» ASSIGNMENT
Make an exact copy of the lines starting at the top of the listing below and ending at the line that contains "without the dot", inclusive.

» MATERIAL SHOWN
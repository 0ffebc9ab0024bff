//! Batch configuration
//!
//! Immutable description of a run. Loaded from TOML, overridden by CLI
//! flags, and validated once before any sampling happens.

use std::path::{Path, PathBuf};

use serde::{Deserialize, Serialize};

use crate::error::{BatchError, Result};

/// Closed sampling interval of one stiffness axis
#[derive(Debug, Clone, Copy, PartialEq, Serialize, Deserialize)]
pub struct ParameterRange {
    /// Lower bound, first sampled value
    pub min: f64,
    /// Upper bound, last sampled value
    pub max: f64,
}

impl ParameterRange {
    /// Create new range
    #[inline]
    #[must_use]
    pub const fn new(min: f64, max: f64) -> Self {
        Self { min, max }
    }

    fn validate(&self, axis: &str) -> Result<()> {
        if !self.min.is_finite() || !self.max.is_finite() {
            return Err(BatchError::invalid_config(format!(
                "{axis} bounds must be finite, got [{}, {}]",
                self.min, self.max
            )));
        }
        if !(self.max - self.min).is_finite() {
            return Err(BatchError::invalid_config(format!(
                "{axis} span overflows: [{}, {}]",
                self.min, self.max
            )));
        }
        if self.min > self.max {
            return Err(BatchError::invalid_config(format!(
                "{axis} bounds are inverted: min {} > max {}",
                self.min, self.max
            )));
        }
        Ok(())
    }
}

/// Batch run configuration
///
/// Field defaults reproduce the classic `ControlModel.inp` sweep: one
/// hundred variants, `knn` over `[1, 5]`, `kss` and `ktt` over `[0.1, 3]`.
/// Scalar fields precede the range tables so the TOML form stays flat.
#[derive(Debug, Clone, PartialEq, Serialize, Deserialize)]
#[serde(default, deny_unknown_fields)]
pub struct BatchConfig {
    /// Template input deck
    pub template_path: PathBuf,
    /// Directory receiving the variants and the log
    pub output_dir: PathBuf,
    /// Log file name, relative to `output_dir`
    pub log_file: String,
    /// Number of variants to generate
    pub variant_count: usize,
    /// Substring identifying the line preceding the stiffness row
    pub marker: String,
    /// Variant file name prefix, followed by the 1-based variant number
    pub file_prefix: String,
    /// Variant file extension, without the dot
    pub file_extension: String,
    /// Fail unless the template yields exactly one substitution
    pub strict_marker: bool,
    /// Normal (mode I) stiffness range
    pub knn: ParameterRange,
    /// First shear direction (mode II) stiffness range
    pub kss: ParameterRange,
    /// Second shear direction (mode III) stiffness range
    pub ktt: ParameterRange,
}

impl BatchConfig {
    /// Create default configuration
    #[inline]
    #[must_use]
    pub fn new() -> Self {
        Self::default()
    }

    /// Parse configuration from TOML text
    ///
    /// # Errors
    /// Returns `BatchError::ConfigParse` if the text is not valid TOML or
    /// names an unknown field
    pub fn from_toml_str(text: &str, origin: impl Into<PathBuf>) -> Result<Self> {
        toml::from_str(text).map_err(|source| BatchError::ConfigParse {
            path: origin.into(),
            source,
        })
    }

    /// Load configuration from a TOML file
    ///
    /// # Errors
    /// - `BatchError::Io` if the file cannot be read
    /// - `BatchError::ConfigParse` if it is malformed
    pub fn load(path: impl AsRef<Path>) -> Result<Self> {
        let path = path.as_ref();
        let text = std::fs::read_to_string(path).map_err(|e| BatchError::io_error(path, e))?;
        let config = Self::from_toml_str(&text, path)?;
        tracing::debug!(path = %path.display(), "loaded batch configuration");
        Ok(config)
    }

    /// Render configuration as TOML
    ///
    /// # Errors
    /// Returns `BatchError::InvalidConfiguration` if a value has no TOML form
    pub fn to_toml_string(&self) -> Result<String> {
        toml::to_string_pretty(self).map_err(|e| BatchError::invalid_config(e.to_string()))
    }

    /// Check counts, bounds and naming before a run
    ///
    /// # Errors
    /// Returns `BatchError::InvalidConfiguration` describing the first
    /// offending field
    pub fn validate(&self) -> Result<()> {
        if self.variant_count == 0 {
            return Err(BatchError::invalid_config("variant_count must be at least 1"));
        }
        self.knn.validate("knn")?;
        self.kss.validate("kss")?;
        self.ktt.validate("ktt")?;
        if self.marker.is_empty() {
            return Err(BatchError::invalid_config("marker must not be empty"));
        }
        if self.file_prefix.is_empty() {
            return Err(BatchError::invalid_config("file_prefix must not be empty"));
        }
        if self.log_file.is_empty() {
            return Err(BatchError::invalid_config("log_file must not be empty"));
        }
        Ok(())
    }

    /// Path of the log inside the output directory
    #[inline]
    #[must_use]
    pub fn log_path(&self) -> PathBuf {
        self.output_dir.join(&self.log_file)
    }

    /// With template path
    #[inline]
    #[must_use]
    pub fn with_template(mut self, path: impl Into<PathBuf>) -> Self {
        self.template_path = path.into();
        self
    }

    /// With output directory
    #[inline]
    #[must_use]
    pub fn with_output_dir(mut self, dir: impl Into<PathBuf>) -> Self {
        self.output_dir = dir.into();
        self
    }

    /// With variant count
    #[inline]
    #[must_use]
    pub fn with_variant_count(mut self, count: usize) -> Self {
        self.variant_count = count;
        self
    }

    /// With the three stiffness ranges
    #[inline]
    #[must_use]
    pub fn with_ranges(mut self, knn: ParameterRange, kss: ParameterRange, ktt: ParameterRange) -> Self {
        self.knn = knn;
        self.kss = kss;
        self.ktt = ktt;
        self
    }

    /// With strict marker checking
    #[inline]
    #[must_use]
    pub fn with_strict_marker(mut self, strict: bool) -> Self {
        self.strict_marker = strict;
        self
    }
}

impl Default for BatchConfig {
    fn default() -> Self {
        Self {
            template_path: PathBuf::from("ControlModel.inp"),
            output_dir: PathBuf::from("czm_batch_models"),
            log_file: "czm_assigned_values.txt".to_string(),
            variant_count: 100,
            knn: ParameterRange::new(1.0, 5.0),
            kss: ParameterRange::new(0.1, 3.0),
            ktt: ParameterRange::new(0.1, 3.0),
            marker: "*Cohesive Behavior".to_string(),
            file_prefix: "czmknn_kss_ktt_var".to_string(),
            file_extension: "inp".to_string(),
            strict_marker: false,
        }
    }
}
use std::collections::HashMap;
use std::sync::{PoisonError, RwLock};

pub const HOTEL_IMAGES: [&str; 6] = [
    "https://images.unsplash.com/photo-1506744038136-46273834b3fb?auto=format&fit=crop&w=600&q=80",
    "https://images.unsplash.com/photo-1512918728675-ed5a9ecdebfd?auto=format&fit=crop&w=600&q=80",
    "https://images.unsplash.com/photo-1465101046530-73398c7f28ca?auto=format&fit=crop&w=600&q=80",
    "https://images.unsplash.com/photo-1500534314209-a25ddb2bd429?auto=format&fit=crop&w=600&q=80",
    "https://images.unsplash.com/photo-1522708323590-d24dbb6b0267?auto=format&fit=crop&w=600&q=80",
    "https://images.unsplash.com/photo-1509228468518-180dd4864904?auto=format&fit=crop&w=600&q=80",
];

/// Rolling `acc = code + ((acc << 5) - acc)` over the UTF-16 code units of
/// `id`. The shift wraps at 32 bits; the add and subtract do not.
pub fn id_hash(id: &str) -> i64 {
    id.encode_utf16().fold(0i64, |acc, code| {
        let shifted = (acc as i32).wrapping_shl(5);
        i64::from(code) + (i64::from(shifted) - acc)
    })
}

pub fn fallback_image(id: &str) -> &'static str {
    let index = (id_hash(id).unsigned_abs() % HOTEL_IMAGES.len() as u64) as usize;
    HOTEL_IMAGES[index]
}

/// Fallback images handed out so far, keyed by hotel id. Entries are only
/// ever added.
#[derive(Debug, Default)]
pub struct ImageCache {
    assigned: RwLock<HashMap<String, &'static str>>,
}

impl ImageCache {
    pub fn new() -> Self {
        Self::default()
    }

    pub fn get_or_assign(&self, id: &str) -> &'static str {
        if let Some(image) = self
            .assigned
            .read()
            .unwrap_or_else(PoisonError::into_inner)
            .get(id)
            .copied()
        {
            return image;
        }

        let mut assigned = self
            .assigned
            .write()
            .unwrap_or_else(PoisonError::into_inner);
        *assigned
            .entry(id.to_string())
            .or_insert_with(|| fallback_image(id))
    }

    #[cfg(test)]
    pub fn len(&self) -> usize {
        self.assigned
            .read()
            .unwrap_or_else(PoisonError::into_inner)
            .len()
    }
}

» SOLUTION FOR THIS PROBLEM
repository 0ffebc9ab0024bff
//! Batch configuration
//!
//! Immutable description of a run. Loaded from TOML, overridden by CLI
//! flags, and validated once before any sampling happens.

use std::path::{Path, PathBuf};

use serde::{Deserialize, Serialize};

use crate::error::{BatchError, Result};

/// Closed sampling interval of one stiffness axis
#[derive(Debug, Clone, Copy, PartialEq, Serialize, Deserialize)]
pub struct ParameterRange {
    /// Lower bound, first sampled value
    pub min: f64,
    /// Upper bound, last sampled value
    pub max: f64,
}

impl ParameterRange {
    /// Create new range
    #[inline]
    #[must_use]
    pub const fn new(min: f64, max: f64) -> Self {
        Self { min, max }
    }

    fn validate(&self, axis: &str) -> Result<()> {
        if !self.min.is_finite() || !self.max.is_finite() {
            return Err(BatchError::invalid_config(format!(
                "{axis} bounds must be finite, got [{}, {}]",
                self.min, self.max
            )));
        }
        if !(self.max - self.min).is_finite() {
            return Err(BatchError::invalid_config(format!(
                "{axis} span overflows: [{}, {}]",
                self.min, self.max
            )));
        }
        if self.min > self.max {
            return Err(BatchError::invalid_config(format!(
                "{axis} bounds are inverted: min {} > max {}",
                self.min, self.max
            )));
        }
        Ok(())
    }
}

/// Batch run configuration
///
/// Field defaults reproduce the classic `ControlModel.inp` sweep: one
/// hundred variants, `knn` over `[1, 5]`, `kss` and `ktt` over `[0.1, 3]`.
/// Scalar fields precede the range tables so the TOML form stays flat.
#[derive(Debug, Clone, PartialEq, Serialize, Deserialize)]
#[serde(default, deny_unknown_fields)]
pub struct BatchConfig {
    /// Template input deck
    pub template_path: PathBuf,
    /// Directory receiving the variants and the log
    pub output_dir: PathBuf,
    /// Log file name, relative to `output_dir`
    pub log_file: String,
    /// Number of variants to generate
    pub variant_count: usize,
    /// Substring identifying the line preceding the stiffness row
    pub marker: String,
    /// Variant file name prefix, followed by the 1-based variant number
    pub file_prefix: String,
    /// Variant file extension, without the dot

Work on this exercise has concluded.